In yesterday's note, I discussed how decentralization/disintermediation was affecting healthcare in general and the lab industry in particular (see: Direct Access Testing; One Facet of the Decentralization of Healthcare Delivery). I mentioned the bedless hospital (BH) as part of this discussion. There are many opinions floating around about what the BH will look like (see: Are 'bedless' hospitals the wave of the future?). Here are some of my thoughts about what will be major units in BHs:
- Clinical labs and radiology will certainly have a prominent place in the BH of the future. This is partly because we are now in the golden age of diagnostics when lab tests and imaging make major contributions to the diagnosis of diseases. I believe that many of the more common lab tests will soon be performed in neighborhood health centers as point-of-care tests or in consumers' homes so the test menus of the labs operating in BHs will tilt toward more esoteric tests.
- Under pressure from MACRA, some large health systems will consolidate/insource their lab operations and testing to their own central labs. With economies of scale, these centralized labs will be able to perform most esoteric testing with few remaining send-outs such as some genomic and molecular tests. Some of these large health system centralized labs will be located in bedless hospitals.
- Because I also believe that telemedicine visits will increase exponentially in the next five year, some of the space in the BHs of the future will be occupied by physicians and nurses managing the telemedicine line-of-business in offices designed specifically for this purpose. For this reason among others, BHs will have sophisticated IT capabilities.

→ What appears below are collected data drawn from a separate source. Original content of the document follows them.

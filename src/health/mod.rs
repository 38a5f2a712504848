//! Dependency health report served by the API process
//!
//! ```json
//! {
//!   "status": "OK",
//!   "deps": [
//!     {"name": "PostgreSQL: schema `public`", "status": "OK", "type": "POSTGRES", "details": null}
//!   ]
//! }
//! ```
//!
//! The overall status is `OK` only if every dependency is `OK`.

pub mod postgres;
mod service;

pub use postgres::PostgresSchemaCheck;
pub use service::{DependencyCheck, HealthService, DEFAULT_CHECK_TIMEOUT};

#[cfg(test)]
pub use service::MockCheck;

use serde::{Deserialize, Serialize};
use std::time::Duration;
use thiserror::Error;

#[derive(Debug, Error)]
pub enum CheckError {
    #[error("Database query failed: {0}")]
    Query(#[from] sqlx::Error),

    #[error("Schema `{0}` not found")]
    SchemaMissing(String),

    #[error("Check timed out after {0:?}")]
    Timeout(Duration),
}

#[derive(Debug, Clone, Copy, PartialEq, Eq, Serialize, Deserialize)]
#[serde(rename_all = "UPPERCASE")]
pub enum HealthStatus {
    Ok,
    Error,
}

#[derive(Debug, Clone, Copy, PartialEq, Eq, Serialize, Deserialize)]
#[serde(rename_all = "UPPERCASE")]
pub enum DependencyType {
    Postgres,
}

#[derive(Debug, Clone, PartialEq, Eq, Serialize, Deserialize)]
pub struct DependencyDetails {
    pub error: String,
}

#[derive(Debug, Clone, PartialEq, Eq, Serialize, Deserialize)]
pub struct DependencyHealth {
    pub name: String,
    pub status: HealthStatus,
    #[serde(rename = "type")]
    pub kind: DependencyType,
    pub details: Option<DependencyDetails>,
}

impl DependencyHealth {
    pub fn ok(name: String, kind: DependencyType) -> Self {
        Self {
            name,
            status: HealthStatus::Ok,
            kind,
            details: None,
        }
    }

    pub fn error(name: String, kind: DependencyType, error: String) -> Self {
        Self {
            name,
            status: HealthStatus::Error,
            kind,
            details: Some(DependencyDetails { error }),
        }
    }
}

#[derive(Debug, Clone, PartialEq, Eq, Serialize, Deserialize)]
pub struct HealthReport {
    pub status: HealthStatus,
    pub deps: Vec<DependencyHealth>,
}

impl HealthReport {
    pub fn from_deps(deps: Vec<DependencyHealth>) -> Self {
        let status = if deps.iter().all(|d| d.status == HealthStatus::Ok) {
            HealthStatus::Ok
        } else {
            HealthStatus::Error
        };
        Self { status, deps }
    }

    pub fn is_ok(&self) -> bool {
        self.status == HealthStatus::Ok
    }
}

#[cfg(test)]
#[path = "service_test.rs"]
mod service_tests;
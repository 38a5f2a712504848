//! Process health state, derived from a stream of probe results

use serde::{Deserialize, Serialize};
use std::fmt;
use std::time::Duration;

use super::ProbePolicy;

/// Health of a supervised process as seen by its probes
#[derive(Debug, Clone, Copy, PartialEq, Eq, Serialize, Deserialize)]
#[serde(rename_all = "snake_case")]
pub enum HealthState {
    /// Started, no successful probe yet
    Starting,
    Healthy,
    /// Failed `retries` consecutive counted probes
    Unhealthy,
    /// Not running
    Stopped,
}

impl fmt::Display for HealthState {
    fn fmt(&self, f: &mut fmt::Formatter<'_>) -> fmt::Result {
        let name = match self {
            HealthState::Starting => "starting",
            HealthState::Healthy => "healthy",
            HealthState::Unhealthy => "unhealthy",
            HealthState::Stopped => "stopped",
        };
        f.write_str(name)
    }
}

/// Folds probe results into a [`HealthState`]
///
/// Failures inside the start period are ignored while the process is still
/// `Starting`. Once a probe has succeeded every failure counts, even inside
/// the start period.
#[derive(Debug, Clone)]
pub struct HealthTracker {
    retries: u32,
    start_period: Duration,
    state: HealthState,
    failing_streak: u32,
}

impl HealthTracker {
    pub fn new(policy: &ProbePolicy) -> Self {
        Self {
            retries: policy.retries.max(1),
            start_period: policy.start_period,
            state: HealthState::Starting,
            failing_streak: 0,
        }
    }

    pub fn state(&self) -> HealthState {
        self.state
    }

    pub fn failing_streak(&self) -> u32 {
        self.failing_streak
    }

    /// Record one probe result
    ///
    /// # Arguments
    /// * `success` - Whether the probe passed
    /// * `since_start` - Time elapsed since the process was started
    pub fn record(&mut self, success: bool, since_start: Duration) -> HealthState {
        if success {
            self.failing_streak = 0;
            self.state = HealthState::Healthy;
            return self.state;
        }

        let in_grace = self.state == HealthState::Starting && since_start < self.start_period;
        if in_grace {
            return self.state;
        }

        self.failing_streak = self.failing_streak.saturating_add(1);
        if self.failing_streak >= self.retries {
            self.state = HealthState::Unhealthy;
        }
        self.state
    }
}
//! Tests for the API health endpoint

use super::*;
use crate::health::{HealthReport, HealthService, HealthStatus, MockCheck};
use std::net::SocketAddr;
use std::sync::Arc;
use std::time::Duration;
use tokio::net::TcpListener;

/// Wait for the server to accept connections, retrying with backoff
async fn wait_for_server(port: u16, max_retries: u32) -> reqwest::Client {
    let client = reqwest::Client::new();
    let mut delay = Duration::from_millis(10);

    for attempt in 1..=max_retries {
        match client
            .get(format!("http://127.0.0.1:{}{}", port, HEALTH_PATH))
            .timeout(Duration::from_millis(100))
            .send()
            .await
        {
            Ok(_) => return client,
            Err(_) if attempt < max_retries => {
                tokio::time::sleep(delay).await;
                delay = std::cmp::min(delay * 2, Duration::from_millis(200));
            }
            Err(e) => panic!("Server not ready after {} attempts: {}", max_retries, e),
        }
    }
    client
}

async fn spawn_api(
    port: u16,
    readiness: ReadinessState,
    health: HealthService,
) -> (ShutdownController, tokio::task::JoinHandle<Result<(), std::io::Error>>) {
    let (controller, signal) = shutdown_channel();
    let addr = SocketAddr::from(([127, 0, 0, 1], port));
    let listener = TcpListener::bind(addr).await.expect("bind API port");
    let handle = tokio::spawn(run_api_server(listener, readiness, health, signal));
    (controller, handle)
}

async fn get_report(client: &reqwest::Client, port: u16) -> (u16, HealthReport) {
    let response = client
        .get(format!("http://127.0.0.1:{}{}", port, HEALTH_PATH))
        .timeout(Duration::from_secs(5))
        .send()
        .await
        .expect("Failed to connect to API server");
    let status = response.status().as_u16();
    let report = response.json().await.expect("health report body");
    (status, report)
}

#[tokio::test]
async fn test_service_health_returns_200_when_ready_and_dependencies_ok() {
    // ARRANGE
    let readiness = ReadinessState::new();
    readiness.set_ready();
    let health = HealthService::new(vec![Arc::new(MockCheck::ok("PostgreSQL: schema `public`"))], true);
    let port = 18080;
    let (_controller, server) = spawn_api(port, readiness, health).await;
    let client = wait_for_server(port, 10).await;

    // ACT
    let (status, report) = get_report(&client, port).await;

    // ASSERT
    assert_eq!(status, 200);
    assert_eq!(report.status, HealthStatus::Ok);
    assert_eq!(report.deps.len(), 1);

    server.abort();
}

#[tokio::test]
async fn test_service_health_returns_503_when_dependency_fails() {
    // ARRANGE
    let readiness = ReadinessState::new();
    readiness.set_ready();
    let health = HealthService::new(
        vec![Arc::new(MockCheck::missing_schema("PostgreSQL: schema `auth`", "auth"))],
        true,
    );
    let port = 18081;
    let (_controller, server) = spawn_api(port, readiness, health).await;
    let client = wait_for_server(port, 10).await;

    // ACT
    let (status, report) = get_report(&client, port).await;

    // ASSERT
    assert_eq!(status, 503);
    assert_eq!(report.status, HealthStatus::Error);
    assert_eq!(report.deps[0].status, HealthStatus::Error);

    server.abort();
}

#[tokio::test]
async fn test_service_health_returns_503_before_ready_without_checking() {
    // ARRANGE: a check that would hang forever proves it is never run
    let readiness = ReadinessState::new();
    let health = HealthService::new(vec![Arc::new(MockCheck::hanging("db"))], true);
    let port = 18082;
    let (_controller, server) = spawn_api(port, readiness, health).await;
    let client = wait_for_server(port, 10).await;

    // ACT
    let (status, report) = get_report(&client, port).await;

    // ASSERT
    assert_eq!(status, 503);
    assert!(report.deps.is_empty());

    server.abort();
}

#[tokio::test]
async fn test_server_stops_and_clears_readiness_on_shutdown() {
    // ARRANGE
    let readiness = ReadinessState::new();
    readiness.set_ready();
    let health = HealthService::new(Vec::new(), true);
    let port = 18083;
    let (controller, server) = spawn_api(port, readiness.clone(), health).await;
    wait_for_server(port, 10).await;

    // ACT
    controller.shutdown();
    let result = tokio::time::timeout(Duration::from_secs(5), server)
        .await
        .expect("server should stop after shutdown");

    // ASSERT
    assert!(result.expect("server task").is_ok());
    assert!(!readiness.is_ready());
}

#[test]
fn test_readiness_state_transitions() {
    let state = ReadinessState::new();
    assert!(!state.is_ready());

    state.set_ready();
    assert!(state.is_ready());

    let clone = state.clone();
    clone.set_not_ready();
    assert!(!state.is_ready(), "clones share the flag");
}

/// A bound listener accepts connections before the server task runs, so
/// marking ready right after the bind never turns callers away
#[tokio::test]
async fn test_bound_listener_answers_first_request() {
    // ARRANGE
    let readiness = ReadinessState::new();
    let health = HealthService::new(vec![Arc::new(MockCheck::ok("PostgreSQL: schema `public`"))], true);
    let port = 18084;
    let (_controller, server) = spawn_api(port, readiness.clone(), health).await;
    readiness.set_ready();

    // ACT: no retry loop
    let (status, report) = get_report(&reqwest::Client::new(), port).await;

    // ASSERT
    assert_eq!(status, 200);
    assert_eq!(report.status, HealthStatus::Ok);

    server.abort();
}
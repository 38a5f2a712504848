//! Background jobs on fixed intervals
//!
//! Only scheduled when `CRON_JOBS_ENABLE` is set. A failing run is logged and
//! the job stays scheduled; all jobs stop with the process.

mod session_cleanup;

pub use session_cleanup::{SessionCleanupJob, SESSION_CLEANUP_EVERY};

use crate::server::ShutdownSignal;
use async_trait::async_trait;
use futures::future::join_all;
use std::sync::Arc;
use std::time::Duration;
use thiserror::Error;
use tokio::time::{interval_at, Instant, MissedTickBehavior};
use tracing::{error, info};

#[derive(Debug, Error)]
pub enum JobError {
    #[error("Database error: {0}")]
    Database(#[from] sqlx::Error),

    #[error("{0}")]
    Failed(String),
}

/// A periodic background job
#[async_trait]
pub trait Job: Send + Sync {
    fn name(&self) -> &str;

    /// Period between two runs; the first run happens one period after start
    fn every(&self) -> Duration;

    /// One run; returns the number of affected items for the log
    async fn run(&self) -> Result<u64, JobError>;
}

pub struct Scheduler {
    jobs: Vec<Arc<dyn Job>>,
}

impl Scheduler {
    pub fn new(jobs: Vec<Arc<dyn Job>>) -> Self {
        Self { jobs }
    }

    /// Run every job on its period until `shutdown` fires
    pub async fn run(self, shutdown: ShutdownSignal) {
        if self.jobs.is_empty() {
            return;
        }
        info!(jobs = self.jobs.len(), "Scheduler started");
        join_all(
            self.jobs
                .iter()
                .map(|job| run_job(job.as_ref(), shutdown.clone())),
        )
        .await;
        info!("Scheduler stopped");
    }
}

async fn run_job(job: &dyn Job, mut shutdown: ShutdownSignal) {
    let every = job.every();
    let mut ticks = interval_at(Instant::now() + every, every);
    ticks.set_missed_tick_behavior(MissedTickBehavior::Delay);

    loop {
        tokio::select! {
            _ = ticks.tick() => {}
            _ = shutdown.wait() => return,
        }

        info!(job = %job.name(), "Starting job");
        match job.run().await {
            Ok(affected) => info!(job = %job.name(), affected, "Job completed"),
            Err(e) => error!(job = %job.name(), error = %e, "Job failed"),
        }
    }
}

/// Mock job for testing: counts runs, optionally fails every run
#[cfg(test)]
pub struct MockJob {
    every: Duration,
    fail: bool,
    runs: std::sync::atomic::AtomicU64,
}

#[cfg(test)]
impl MockJob {
    pub fn new(every: Duration, fail: bool) -> Self {
        Self {
            every,
            fail,
            runs: std::sync::atomic::AtomicU64::new(0),
        }
    }

    pub fn runs(&self) -> u64 {
        self.runs.load(std::sync::atomic::Ordering::SeqCst)
    }
}

#[cfg(test)]
#[async_trait]
impl Job for MockJob {
    fn name(&self) -> &str {
        "mock"
    }

    fn every(&self) -> Duration {
        self.every
    }

    async fn run(&self) -> Result<u64, JobError> {
        let runs = self.runs.fetch_add(1, std::sync::atomic::Ordering::SeqCst) + 1;
        if self.fail {
            Err(JobError::Failed("mock failure".to_string()))
        } else {
            Ok(runs)
        }
    }
}

#[cfg(test)]
#[path = "scheduler_test.rs"]
mod scheduler_tests;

- Health systems with a large number of smaller hospitals will have "virtual" critical care beds in their smaller facilities (see: New Virtual Critical Care Command Center Opens May 7). These beds will be supervised locally by physicians and nurses but with continuous remote monitoring by telemetry. Thus, some of the BHs will have virtual critical care centers staffed by intensivist physicians and nurses who closely monitor the patients in the virtual critical care beds and provide support and advice to the local healthcare professionals.
- Obviously and as emphasized in the link to the article about BHs above, BHs will have large outpatient surgery units. I have been following the evolution of outpatient surgery for many years and have seen the type of cases change from minor surgery to very complicated procedures. The same trajectory will occur in the use of telemedicne starting today with minor problems and growing to the more complicated physician visits that I foresee for the future. This will require sophisticated telemetry of patients' vital signs from their homes during the visit but that technology is available even today.